Gisèle Pelicot has been hailed as a feminist icon after waiving her right to anonymity, insisting on the hearing being held in public and allowing the videos to be shown in open court. The case has thrown a spotlight on the rape and abuse of women by their partners and the increasing use of drugs to aid sexual assault.
On the 53rd day of the trial, Zavarro said she felt as if she had become “the devil’s advocate” on taking on Pelicot’s defence. She recounted meeting him in April 2021 and learning of his violent childhood. He has said he witnessed and heard his father abuse his mother while her hands were tied behind her back, and has also said he was raped aged nine in hospital and witnessed a gang-rape aged 14.
When he met Gisèle, aged 19, it was “love at first sight”, Zavarro said. The couple had three children: David, Caroline and Florian.
“David said the children lacked for nothing. Caroline, despite her understandable anger, also objectively said he was caring, generous human, and Mme Pelicot said he was a good man, a good husband, a good father and a good grandfather. She could not reproach Dominique Pelicot for anything at that time,” she said.

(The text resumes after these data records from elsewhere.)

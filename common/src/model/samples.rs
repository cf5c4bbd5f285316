//! Sample records shown above the column editors.
//!
//! The backend stores the samples as a serialized JSON document; it is decoded
//! once when the metadata arrives instead of on every render.

use serde::{Deserialize, Serialize};
use serde_json::{Map, Value};

use crate::error::MetaError;

/// Number of records the sample table shows.
pub const MAX_SAMPLE_ROWS: usize = 5;

#[derive(Debug, Clone, Default, PartialEq, Serialize, Deserialize)]
pub struct SampleSet {
    #[serde(default)]
    pub items: Vec<Map<String, Value>>,
}

impl SampleSet {
    pub fn parse(raw: &str) -> Result<Self, MetaError> {
        if raw.trim().is_empty() {
            return Ok(Self::default());
        }
        Ok(serde_json::from_str(raw)?)
    }

    pub fn len(&self) -> usize {
        self.items.len()
    }

    pub fn is_empty(&self) -> bool {
        self.items.is_empty()
    }

    /// Every record must have exactly one field per header, keyed by header.
    pub fn check_shape(&self, headers: &[&str]) -> Result<(), MetaError> {
        for (row, item) in self.items.iter().enumerate() {
            if item.len() != headers.len() {
                return Err(MetaError::SampleShape {
                    row,
                    expected: headers.len(),
                    found: item.len(),
                });
            }
            if let Some(missing) = headers.iter().find(|h| !item.contains_key(**h)) {
                return Err(MetaError::SampleMissingColumn {
                    row,
                    column: missing.to_string(),
                });
            }
        }
        Ok(())
    }

    /// The first `MAX_SAMPLE_ROWS` records laid out in `headers` order.
    /// Missing fields come back as `None`.
    pub fn rows<'a>(&'a self, headers: &[&str]) -> Vec<Vec<Option<&'a Value>>> {
        self.items
            .iter()
            .take(MAX_SAMPLE_ROWS)
            .map(|item| headers.iter().map(|h| item.get(*h)).collect())
            .collect()
    }
}

#[cfg(test)]
mod tests {
    use super::*;
    use serde_json::json;

    #[test]
    fn empty_text_is_an_empty_set() {
        assert!(SampleSet::parse("").unwrap().is_empty());
        assert!(SampleSet::parse("  ").unwrap().is_empty());
    }

    #[test]
    fn malformed_text_is_a_decode_error() {
        assert!(matches!(
            SampleSet::parse("{\"items\": [1"),
            Err(MetaError::SampleDecode(_))
        ));
    }

    #[test]
    fn rows_follow_header_order_and_are_capped() {
        let items: Vec<Value> = (0..8).map(|i| json!({"b": i, "a": format!("r{i}")})).collect();
        let raw = json!({ "items": items }).to_string();
        let set = SampleSet::parse(&raw).unwrap();

        let rows = set.rows(&["a", "b", "c"]);
        assert_eq!(rows.len(), MAX_SAMPLE_ROWS);
        assert_eq!(rows[0][0], Some(&json!("r0")));
        assert_eq!(rows[4][1], Some(&json!(4)));
        assert_eq!(rows[0][2], None);
    }
}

“He was very much in love with his wife. He told me: ‘I was nothing before her, I was something else with her and now I have become nothing again.’ It is for this other Dominique that I plead today.”
In her summing up, which included quotes from Freud, John Betjeman and the psychologist Boris Cyrulnik, Zavarro said: “Perhaps the worst enemy of Dominique Pelicot is Dominique Pelicot.”
The public prosecutor has asked for sentences of between 10 and 18 years for the men accused of aggravated rape. Lawyers for the defence will address the court over the next three weeks. The verdicts are expected by 20 December.